Gravado há sessenta anos atrás, Bringing It All Back Home foi o adeus às amarras do folk e o abraço ao espírito rebelde do rock.
Os dezoito meses que separaram a gravação de Bringing It All Back Home (que ocorreram, faz este mês, há sessenta anos atrás) do acidente de mota que alteraria para sempre o curso da sua carreira, devem ter sido surreais para o seu protagonista Bob Dylan. Com uma pressão enorme nos ombros por ser considerado a voz de uma geração por uma grande parte do movimento folk dos Estados Unidos, o músico, influenciado cada vez mais pela poesia do poeta decadente Rimbaud, pela boémia da beat generation e pelo mitológico encontro com os Beatles, decidiu virar as costas à cena que o tinha acolhido, abraçando o hedonismo inconsequente do rock and roll.
A realidade é, como sempre, mais prosaica. O rock sempre esteve lá. Little Richard foi uma das suas primeiras influências e quando Elvis morreu, Dylan afirmou que ficou uma semana sem falar com ninguém, contemplando apenas o seu percurso artístico. As pistas estão todas no título: Bringing It All Back Home é o assumir de algo que sempre existiu mas que nunca tinha sido anunciado em público.
O arrojo do disco começa logo na sua sequência. Em vez de começar com uma música folk, mais familiar para os seus fãs, todo o seu lado A é dedicado ao novo som elétrico. As portas são escancaradas imediatamente com a explosão torrencial de “Subterranean Homesick Blues” uma canção em que as palavras saem da boca de Dylan num frenesim tão desenfreado que a banda tem dificuldade em acompanhar.
Este estilo de talking blues caracteriza esta era e seria refinado nos dois discos seguintes. Em “Maggie’s Farm”, uma canção de protesto que aponta o dedo precisamente à comunidade que exigia esse tipo de material do cantautor, o tom é vincadamente acusatório mas ainda se encontra aqui muito do humor que caracterizou a obra de Dylan até agora. “Bob Dylan’s 115th Dream” conta uma história alucinante sobre a colonização de uma América surrealista.
Nem tudo é fúria e alucinação: “She Belongs to Me” e “Love Minus Zero/No Limit”, são maravilhosos exemplos de canções desta época, dedicadas a uma qualquer musa hipster cuja identidade tem alimentado muitas teorias ao longo das décadas, mostrando também que também há nuance e arte neste formato.

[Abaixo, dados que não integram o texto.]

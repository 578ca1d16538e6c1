use std::fs;
use std::io::Read;

use anyhow::Context;
use clap::Parser;

use maze_shortcuts::config::Config;
use maze_shortcuts::grid::Maze;
use maze_shortcuts::report::Report;
use maze_shortcuts::search::distance_map;
use maze_shortcuts::shortcuts::count_shortcuts;

fn main() -> anyhow::Result<()> {
    let config = Config::parse();

    let text = match &config.input {
        Some(path) => fs::read_to_string(path)
            .with_context(|| format!("reading {}", path.display()))?,
        None => {
            let mut buf = String::new();
            std::io::stdin()
                .read_to_string(&mut buf)
                .context("reading stdin")?;
            buf
        }
    };

    let maze = Maze::parse(&text).context("parsing maze")?;
    if config.show_grid {
        println!("{}", maze);
    }

    let distances = distance_map(&maze.neighbors, maze.start);

    let report = Report {
        cells_reached: distances.len(),
        distance_to_end: distances.get(&maze.end).copied(),
        short_jump: config.short_jump,
        long_jump: config.long_jump,
        min_saving: config.min_saving,
        short_count: count_shortcuts(&distances, config.short_jump, config.min_saving),
        long_count: count_shortcuts(&distances, config.long_jump, config.min_saving),
    };

    println!("{}", report);
    Ok(())
}
#[cfg(test)]
mod tests {
    use super::*;

    fn config() -> EngineConfig {
        EngineConfig::default()
    }

    #[test]
    fn every_tag_has_a_decoder() {
        for question_type in QuestionType::ALL {
            assert!(
                DECODERS.iter().any(|(ty, _)| *ty == question_type),
                "no decoder for {question_type}"
            );
        }
    }

    #[test]
    fn decodes_numerical_with_targets() {
        let json = r#"[{
            "id": "q1", "type": "survey_question", "question_type": "numerical",
            "body": "How many cups of coffee?", "min": 0, "max": 10,
            "min_display": "None", "max_display": "", "min_label": null,
            "targets": [
                { "question_id": "exit", "criteria": "range", "min": -1, "max": -1 },
                { "question_id": "q1", "min": 5 }
            ]
        }]"#;
        let questions = load_questions(json, &config()).unwrap();
        assert_eq!(questions.len(), 1);

        let question = &questions[0];
        assert_eq!(question.body(), "How many cups of coffee?");
        let QuestionKind::Numerical(numerical) = question.kind() else {
            panic!("expected numerical question");
        };
        assert_eq!(numerical.min, Some(0.0));
        assert_eq!(numerical.min_display.as_deref(), Some("None"));
        assert_eq!(numerical.max_display, None);
        assert_eq!(
            question.targets(),
            &[
                Target::range("exit", Some(-1.0), Some(-1.0)),
                Target::range("q1", Some(5.0), None),
            ]
        );
    }

    #[test]
    fn decodes_survey_object_with_options() {
        let json = r#"{
            "id": "s1", "welcome": "Hello", "success": "Bye",
            "questions": [
                { "id": "q1", "question_type": "pick-one", "body": "Pick",
                  "options": [
                    { "id": "a", "value": "Apple" },
                    { "id": "b", "label": "Banana", "targets": [{ "question_id": "exit" }] }
                  ] },
                { "id": "q2", "question_type": "date-input", "min_date": "2020-01-01" }
            ]
        }"#;
        let report = load_survey(json, &config()).unwrap();
        let survey = &report.definition;

        assert_eq!(survey.id.as_deref(), Some("s1"));
        assert_eq!(survey.prelude.as_deref(), Some("Hello"));
        assert_eq!(survey.epilogue.as_deref(), Some("Bye"));
        assert!(report.warnings.is_empty());

        let pick = &survey.questions[0];
        assert_eq!(pick.options()[1].label, "Banana");
        assert_eq!(
            pick.option("b").and_then(QuestionOption::first_target),
            Some(&Target::always("exit"))
        );

        let QuestionKind::DateInput(date) = survey.questions[1].kind() else {
            panic!("expected date question");
        };
        assert_eq!(date.min_date, NaiveDate::from_ymd_opt(2020, 1, 1));
        assert_eq!(date.max_date, None);
    }

    #[test]
    fn unknown_type_is_rejected_by_default() {
        let json = r#"[{ "id": "q1", "question_type": "slider" }]"#;
        let err = load_survey(json, &config()).unwrap_err();
        assert!(matches!(
            err,
            LoadError::UnknownQuestionType(Unparseable { ref id, ref question_type })
                if id == "q1" && question_type == "slider"
        ));
    }

    #[test]
    fn unknown_type_can_be_dropped() {
        let json = r#"[
            { "id": "q1", "question_type": "slider" },
            { "id": "q2", "question_type": "text-input", "max_characters": 5 }
        ]"#;
        let config = config().with_unknown_question_types(UnknownTypePolicy::Drop);
        let report = load_survey(json, &config).unwrap();

        assert_eq!(report.definition.len(), 1);
        assert_eq!(report.definition.questions[0].id(), "q2");
        assert_eq!(
            report.dropped,
            vec![Unparseable {
                id: "q1".to_string(),
                question_type: "slider".to_string(),
            }]
        );
    }

    #[test]
    fn bad_date_bound_is_a_config_error() {
        let json = r#"[{ "id": "q1", "question_type": "date-input", "max_date": "31/12/2020" }]"#;
        assert!(matches!(
            load_survey(json, &config()),
            Err(LoadError::Config(ConfigError::InvalidDate { field: "max_date", .. }))
        ));
    }

    #[test]
    fn missing_scale_bounds_fail_at_load() {
        let json = r#"[{ "id": "q1", "question_type": "scale", "min": 0 }]"#;
        assert!(matches!(
            load_survey(json, &config()),
            Err(LoadError::Config(ConfigError::MissingBound { bound: "maximum", .. }))
        ));
    }

    #[test]
    fn display_pick_without_its_bound_fails_at_load() {
        let below = r#"[{ "id": "q1", "question_type": "numerical", "max": 99,
                          "min_display": "Under 18" }]"#;
        assert!(matches!(
            SurveyRunner::from_json(below, config()),
            Err(LoadError::Config(ConfigError::MissingBound { bound: "minimum", .. }))
        ));

        let above = r#"[{ "id": "q1", "question_type": "numerical", "min": 18,
                          "max_display": "Over 99" }]"#;
        assert!(matches!(
            load_survey(above, &config()),
            Err(LoadError::Config(ConfigError::MissingBound { bound: "maximum", .. }))
        ));
    }

    #[test]
    fn structurally_broken_question_reports_position() {
        let json = r#"[
            { "id": "q1", "question_type": "text-input" },
            { "question_type": "text-input" }
        ]"#;
        assert!(matches!(
            load_survey(json, &config()),
            Err(LoadError::Question { index: 1, .. })
        ));
    }

    #[test]
    fn from_json_starts_a_session() {
        let json = r#"[{ "id": "q1", "question_type": "text-input" }]"#;
        let runner = SurveyRunner::from_json(json, config()).unwrap();
        assert_eq!(runner.current_question().map(Question::id), Some("q1"));
    }
}
//! Survey content shared by the tests and documentation of `survey-flow`.
//!
//! Every survey is available twice: as the JSON a content service would deliver
//! and as a [`SurveyDefinition`](survey_flow_types::SurveyDefinition) built in code.
//! Both spellings describe the same questions.

pub mod sleep_diary;
pub mod smoking_habits;
pub mod trip_planner;

pub use sleep_diary::{SLEEP_DIARY_JSON, sleep_diary};
pub use smoking_habits::{SMOKING_HABITS_JSON, smoking_habits};
pub use trip_planner::{TRIP_PLANNER_JSON, trip_planner};
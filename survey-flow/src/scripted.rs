//! Scripted respondent for running surveys without a participant.
//!
//! `ScriptedRespondent` answers each question from a pre-defined queue of
//! replies. This is useful for testing survey content and routing.
//!
//! # Example
//!
//! ```rust
//! use survey_flow::{
//!     EngineConfig, Question, QuestionKind, ScriptedRespondent, SurveyRunner,
//!     TextInputQuestion, run_session,
//! };
//!
//! let runner = SurveyRunner::from_questions(
//!     vec![Question::new(
//!         "name",
//!         "What is your name?",
//!         QuestionKind::TextInput(TextInputQuestion::new()),
//!     )],
//!     EngineConfig::default(),
//! )
//! .unwrap();
//!
//! let mut script = ScriptedRespondent::new().with_text("name", "Alice");
//! let results = run_session(runner, &mut script).unwrap();
//!
//! assert_eq!(results.answer("name").and_then(|a| a.as_text()), Some("Alice"));
//! ```

use std::collections::{HashMap, VecDeque};

use survey_flow_types::{Answer, Question, ValidationError};

use crate::respondent::{Reply, Respondent};

/// A respondent that replays pre-configured replies.
///
/// Replies for a question are used in the order they were added, one per
/// visit, so a survey that loops back can be answered differently each time.
#[derive(Debug, Clone, Default)]
pub struct ScriptedRespondent {
    replies: HashMap<String, VecDeque<Reply>>,
}

/// Error type for ScriptedRespondent.
#[derive(Debug, thiserror::Error)]
pub enum ScriptError {
    #[error("No scripted reply left for question '{0}'")]
    MissingReply(String),

    #[error("Scripted answer for '{question}' was rejected: {reason}")]
    Rejected {
        question: String,
        reason: ValidationError,
    },
}

impl ScriptedRespondent {
    /// Create a new empty script.
    pub fn new() -> Self {
        Self {
            replies: HashMap::new(),
        }
    }

    /// Queue a reply for a question.
    pub fn with_reply(mut self, question_id: impl Into<String>, reply: Reply) -> Self {
        self.replies
            .entry(question_id.into())
            .or_default()
            .push_back(reply);
        self
    }

    /// Queue an answer for a question.
    pub fn with_answer(self, question_id: impl Into<String>, answer: impl Into<Answer>) -> Self {
        self.with_reply(question_id, Reply::Answer(answer.into()))
    }

    /// Queue a text answer (TextInput, DateInput, Numerical).
    pub fn with_text(self, question_id: impl Into<String>, text: impl Into<String>) -> Self {
        self.with_answer(question_id, Answer::Text(text.into()))
    }

    /// Queue a number (Scale).
    pub fn with_number(self, question_id: impl Into<String>, value: f64) -> Self {
        self.with_answer(question_id, Answer::Number(value))
    }

    /// Queue a single choice (PickOne).
    pub fn with_choice(self, question_id: impl Into<String>, option: impl Into<String>) -> Self {
        self.with_answer(question_id, Answer::Choice(option.into()))
    }

    /// Queue several choices (PickMany).
    pub fn with_choices<I, S>(self, question_id: impl Into<String>, options: I) -> Self
    where
        I: IntoIterator<Item = S>,
        S: Into<String>,
    {
        self.with_answer(question_id, Answer::choices(options))
    }

    /// Queue a `(lower, upper)` pair (Range).
    pub fn with_range(self, question_id: impl Into<String>, lower: f64, upper: f64) -> Self {
        self.with_answer(question_id, Answer::Range(lower, upper))
    }

    /// Queue a skip.
    pub fn with_skip(self, question_id: impl Into<String>) -> Self {
        self.with_reply(question_id, Reply::Skip)
    }

    /// Queue a step back.
    pub fn with_back(self, question_id: impl Into<String>) -> Self {
        self.with_reply(question_id, Reply::Back)
    }

    /// Queue a cancellation.
    pub fn with_cancel(self, question_id: impl Into<String>) -> Self {
        self.with_reply(question_id, Reply::Cancel)
    }

    /// Replies not consumed by the session, per question.
    pub fn remaining(&self, question_id: &str) -> usize {
        self.replies.get(question_id).map_or(0, VecDeque::len)
    }
}

impl Respondent for ScriptedRespondent {
    type Error = ScriptError;

    fn respond(
        &mut self,
        question: &Question,
        rejection: Option<&ValidationError>,
    ) -> Result<Reply, Self::Error> {
        // A script has no second opinion; a rejected answer fails the run.
        if let Some(reason) = rejection {
            return Err(ScriptError::Rejected {
                question: question.id().to_string(),
                reason: reason.clone(),
            });
        }

        self.replies
            .get_mut(question.id())
            .and_then(VecDeque::pop_front)
            .ok_or_else(|| ScriptError::MissingReply(question.id().to_string()))
    }
}
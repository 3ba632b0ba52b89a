use serde::{Deserialize, Serialize};

/// A raw answer submitted for a single question.
///
/// The variant must match what the question type expects: Numerical, TextInput and
/// DateInput take `Text`, PickOne takes `Choice`, PickMany takes `Choices`, Scale
/// takes `Number` and Range takes `Range`.
#[derive(Debug, Clone, PartialEq, Serialize, Deserialize)]
#[serde(tag = "kind", content = "value", rename_all = "snake_case")]
pub enum Answer {
    /// Free text (TextInput), a date string (DateInput) or an integer / sentinel
    /// token typed into a Numerical question.
    Text(String),

    /// The id of the single selected option (PickOne).
    Choice(String),

    /// The ids of all selected options, in selection order (PickMany).
    Choices(Vec<String>),

    /// A slider value (Scale).
    Number(f64),

    /// A `(lower, upper)` pair (Range).
    Range(f64, f64),
}

impl Answer {
    /// Create a single-choice answer.
    pub fn choice(id: impl Into<String>) -> Self {
        Self::Choice(id.into())
    }

    /// Create a multi-choice answer from any list of ids.
    pub fn choices<I, S>(ids: I) -> Self
    where
        I: IntoIterator<Item = S>,
        S: Into<String>,
    {
        Self::Choices(ids.into_iter().map(Into::into).collect())
    }

    /// Try to get this answer as text.
    pub fn as_text(&self) -> Option<&str> {
        match self {
            Self::Text(s) => Some(s),
            _ => None,
        }
    }

    /// Try to get this answer as a single option id.
    pub fn as_choice(&self) -> Option<&str> {
        match self {
            Self::Choice(id) => Some(id),
            _ => None,
        }
    }

    /// Try to get this answer as a list of option ids.
    pub fn as_choices(&self) -> Option<&[String]> {
        match self {
            Self::Choices(ids) => Some(ids),
            _ => None,
        }
    }

    /// Try to get this answer as a number.
    pub fn as_number(&self) -> Option<f64> {
        match self {
            Self::Number(n) => Some(*n),
            _ => None,
        }
    }

    /// Try to get this answer as a `(lower, upper)` pair.
    pub fn as_range(&self) -> Option<(f64, f64)> {
        match self {
            Self::Range(lower, upper) => Some((*lower, *upper)),
            _ => None,
        }
    }

    /// Selected option ids in answer order. Empty for non-choice answers.
    pub fn selected_options(&self) -> Vec<&str> {
        match self {
            Self::Choice(id) => vec![id.as_str()],
            Self::Choices(ids) => ids.iter().map(String::as_str).collect(),
            _ => Vec::new(),
        }
    }

    /// Get the type name of this answer for error messages.
    pub fn type_name(&self) -> &'static str {
        match self {
            Self::Text(_) => "Text",
            Self::Choice(_) => "Choice",
            Self::Choices(_) => "Choices",
            Self::Number(_) => "Number",
            Self::Range(..) => "Range",
        }
    }
}

impl From<String> for Answer {
    fn from(s: String) -> Self {
        Self::Text(s)
    }
}

impl From<&str> for Answer {
    fn from(s: &str) -> Self {
        Self::Text(s.to_string())
    }
}

impl From<f64> for Answer {
    fn from(n: f64) -> Self {
        Self::Number(n)
    }
}

impl From<i32> for Answer {
    fn from(n: i32) -> Self {
        Self::Number(f64::from(n))
    }
}

impl From<(f64, f64)> for Answer {
    fn from((lower, upper): (f64, f64)) -> Self {
        Self::Range(lower, upper)
    }
}

impl From<Vec<String>> for Answer {
    fn from(ids: Vec<String>) -> Self {
        Self::Choices(ids)
    }
}

#[cfg(test)]
mod tests {
    use super::*;

    #[test]
    fn selected_options_keep_answer_order() {
        let answer = Answer::choices(["b", "a", "b"]);
        assert_eq!(answer.selected_options(), vec!["b", "a", "b"]);
        assert_eq!(Answer::choice("x").selected_options(), vec!["x"]);
        assert!(Answer::from(3.0).selected_options().is_empty());
    }

    #[test]
    fn serde_shape_is_tagged() {
        let json = serde_json::to_string(&Answer::Range(1.0, 4.0)).unwrap();
        assert_eq!(json, r#"{"kind":"range","value":[1.0,4.0]}"#);

        let parsed: Answer =
            serde_json::from_str(r#"{"kind":"choices","value":["a","c"]}"#).unwrap();
        assert_eq!(parsed, Answer::choices(["a", "c"]));
    }
}
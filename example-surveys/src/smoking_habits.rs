use survey_flow_types::{
    BoundedQuestion, NumericalQuestion, PickQuestion, Question, QuestionKind, QuestionOption,
    SurveyDefinition, Target, TextInputQuestion,
};

/// Non-smokers leave after the first question; heavy smokers skip the
/// quitting question and land on the craving scale.
pub const SMOKING_HABITS_JSON: &str = r#"{
    "id": "smoking-habits",
    "welcome": "A short questionnaire about smoking.",
    "success": "Thank you for taking part.",
    "questions": [
        {
            "id": "smoker",
            "type": "survey_question",
            "question_type": "pick-one",
            "body": "Do you smoke?",
            "options": [
                { "id": "yes", "value": "Yes" },
                { "id": "no", "value": "No",
                  "targets": [{ "question_id": "exit", "criteria": "range" }] }
            ]
        },
        {
            "id": "per-day",
            "type": "survey_question",
            "question_type": "numerical",
            "body": "How many cigarettes do you smoke per day?",
            "min": 1,
            "max": 40,
            "min_display": "Less than 1",
            "max_display": "More than 40",
            "targets": [
                { "question_id": "craving", "criteria": "range", "min": 20 }
            ]
        },
        {
            "id": "quitting",
            "type": "survey_question",
            "question_type": "pick-one",
            "body": "Are you trying to quit?",
            "options": [
                { "id": "yes", "value": "Yes" },
                { "id": "no", "value": "No" }
            ]
        },
        {
            "id": "craving",
            "type": "survey_question",
            "question_type": "scale",
            "body": "How strong are your cravings?",
            "min": 0,
            "max": 10,
            "interval": 1,
            "min_label": "None",
            "max_label": "Overwhelming"
        },
        {
            "id": "comments",
            "type": "survey_question",
            "question_type": "text-input",
            "body": "Anything else you would like to tell us?",
            "max_characters": 140,
            "placeholder": "Optional"
        }
    ]
}"#;

/// The smoking survey built in code.
pub fn smoking_habits() -> SurveyDefinition {
    let smoker_options = vec![
        QuestionOption::new("yes", "Yes"),
        QuestionOption::new("no", "No").with_target(Target::always("exit")),
    ];
    let quitting_options = vec![
        QuestionOption::new("yes", "Yes"),
        QuestionOption::new("no", "No"),
    ];

    let mut comments = TextInputQuestion::with_max_characters(140);
    comments.placeholder = Some("Optional".to_string());

    let mut craving = BoundedQuestion::new(0.0, 10.0).with_interval(1.0);
    craving.min_label = Some("None".to_string());
    craving.max_label = Some("Overwhelming".to_string());

    SurveyDefinition::new(vec![
        Question::new(
            "smoker",
            "Do you smoke?",
            QuestionKind::PickOne(PickQuestion::new(smoker_options)),
        ),
        Question::new(
            "per-day",
            "How many cigarettes do you smoke per day?",
            QuestionKind::Numerical(
                NumericalQuestion::with_bounds(Some(1.0), Some(40.0))
                    .with_display("Less than 1", "More than 40"),
            ),
        )
        .with_target(Target::range("craving", Some(20.0), None)),
        Question::new(
            "quitting",
            "Are you trying to quit?",
            QuestionKind::PickOne(PickQuestion::new(quitting_options)),
        ),
        Question::new(
            "craving",
            "How strong are your cravings?",
            QuestionKind::Scale(craving),
        ),
        Question::new(
            "comments",
            "Anything else you would like to tell us?",
            QuestionKind::TextInput(comments),
        ),
    ])
    .with_id("smoking-habits")
    .with_prelude("A short questionnaire about smoking.")
    .with_epilogue("Thank you for taking part.")
}
use chrono::NaiveDate;
use survey_flow_types::{
    BoundedQuestion, DateInputQuestion, NumericalQuestion, PickQuestion, Question, QuestionKind,
    QuestionOption, SurveyDefinition, Target,
};

/// A morning check-in. Seven hours or more skips straight to the rating;
/// "None" ends the diary entry early.
pub const SLEEP_DIARY_JSON: &str = r#"[
    {
        "id": "night",
        "question_type": "date-input",
        "body": "Which night are you reporting on?",
        "min_date": "2024-01-01",
        "max_date": "2030-12-31"
    },
    {
        "id": "hours",
        "question_type": "numerical",
        "body": "How many hours did you sleep?",
        "min": 0,
        "max": 14,
        "min_display": "None",
        "max_display": "More than 14",
        "targets": [
            { "question_id": "exit", "criteria": "range", "max": -1 },
            { "question_id": "quality", "criteria": "range", "min": 7 }
        ]
    },
    {
        "id": "disturbances",
        "question_type": "pick-many",
        "body": "What disturbed your sleep?",
        "options": [
            { "id": "noise", "value": "Noise" },
            { "id": "light", "value": "Light" },
            { "id": "woke-up", "value": "I woke up during the night",
              "targets": [{ "question_id": "awake" }] },
            { "id": "nothing", "value": "Nothing",
              "targets": [{ "question_id": "quality" }] }
        ]
    },
    {
        "id": "awake",
        "question_type": "range",
        "body": "Between which hours were you awake?",
        "min": 0,
        "max": 24,
        "interval": 0.5,
        "min_label": "Midnight",
        "max_label": "Midnight",
        "image": "clock.png"
    },
    {
        "id": "quality",
        "question_type": "scale",
        "body": "How would you rate your sleep?",
        "min": 1,
        "max": 5,
        "interval": 1
    }
]"#;

/// The sleep diary built in code.
pub fn sleep_diary() -> SurveyDefinition {
    let mut awake = BoundedQuestion::new(0.0, 24.0).with_interval(0.5);
    awake.min_label = Some("Midnight".to_string());
    awake.max_label = Some("Midnight".to_string());

    SurveyDefinition::new(vec![
        Question::new(
            "night",
            "Which night are you reporting on?",
            QuestionKind::DateInput(DateInputQuestion::with_bounds(
                NaiveDate::from_ymd_opt(2024, 1, 1),
                NaiveDate::from_ymd_opt(2030, 12, 31),
            )),
        ),
        Question::new(
            "hours",
            "How many hours did you sleep?",
            QuestionKind::Numerical(
                NumericalQuestion::with_bounds(Some(0.0), Some(14.0))
                    .with_display("None", "More than 14"),
            ),
        )
        .with_target(Target::range("exit", None, Some(-1.0)))
        .with_target(Target::range("quality", Some(7.0), None)),
        Question::new(
            "disturbances",
            "What disturbed your sleep?",
            QuestionKind::PickMany(PickQuestion::new(vec![
                QuestionOption::new("noise", "Noise"),
                QuestionOption::new("light", "Light"),
                QuestionOption::new("woke-up", "I woke up during the night")
                    .with_target(Target::always("awake")),
                QuestionOption::new("nothing", "Nothing").with_target(Target::always("quality")),
            ])),
        ),
        Question::new(
            "awake",
            "Between which hours were you awake?",
            QuestionKind::Range(awake),
        )
        .with_image("clock.png"),
        Question::new(
            "quality",
            "How would you rate your sleep?",
            QuestionKind::Scale(BoundedQuestion::new(1.0, 5.0).with_interval(1.0)),
        ),
    ])
}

Se as portas são escancaradas no lado A, o lado B representa o fecho destas. Quatro músicas acústicas, todas elas embebidas em poesia surreal. “Mr. Tambourine Man” é uma das canções imortais de Dylan, uma ode a uma figura que pode representar tanto: um estado de consciência diferente, drogas, a musa, a própria arte, Mr. Tambourine Man é tudo isto ao mesmo. A celebrada versão dos Byrds deu início à febre do folk rock, uma das muitas revoluções que Bob Dylan propulsionou naquela década.
Talvez a canção de protesto mais abstrata da sua carreira, “It’s Alright Ma (I’m Only Bleeding)” é puro veneno. O seu alvo? Talvez a sociedade contemporânea, talvez os mass media, quem sabe? O desprezo da letra é acentuado pela performance seca de Dylan, acompanhado apenas por uma linha de guitarra desolada e hipnótica na sua simplicidade, quase como que obrigando o ouvinte a absorver cada palavra. “It’s All Over Now, Baby Blue” é o bálsamo que nos liberta desse desespero, uma despedida que é também um cumprimento, e a promessa que nada será como antes. Bringing It All Back Home é o epicentro da carreira de Dylan, o ano zero, a clivagem que definiria o resto da sua vida. Nada mau para um miúdo de vinte e três anos.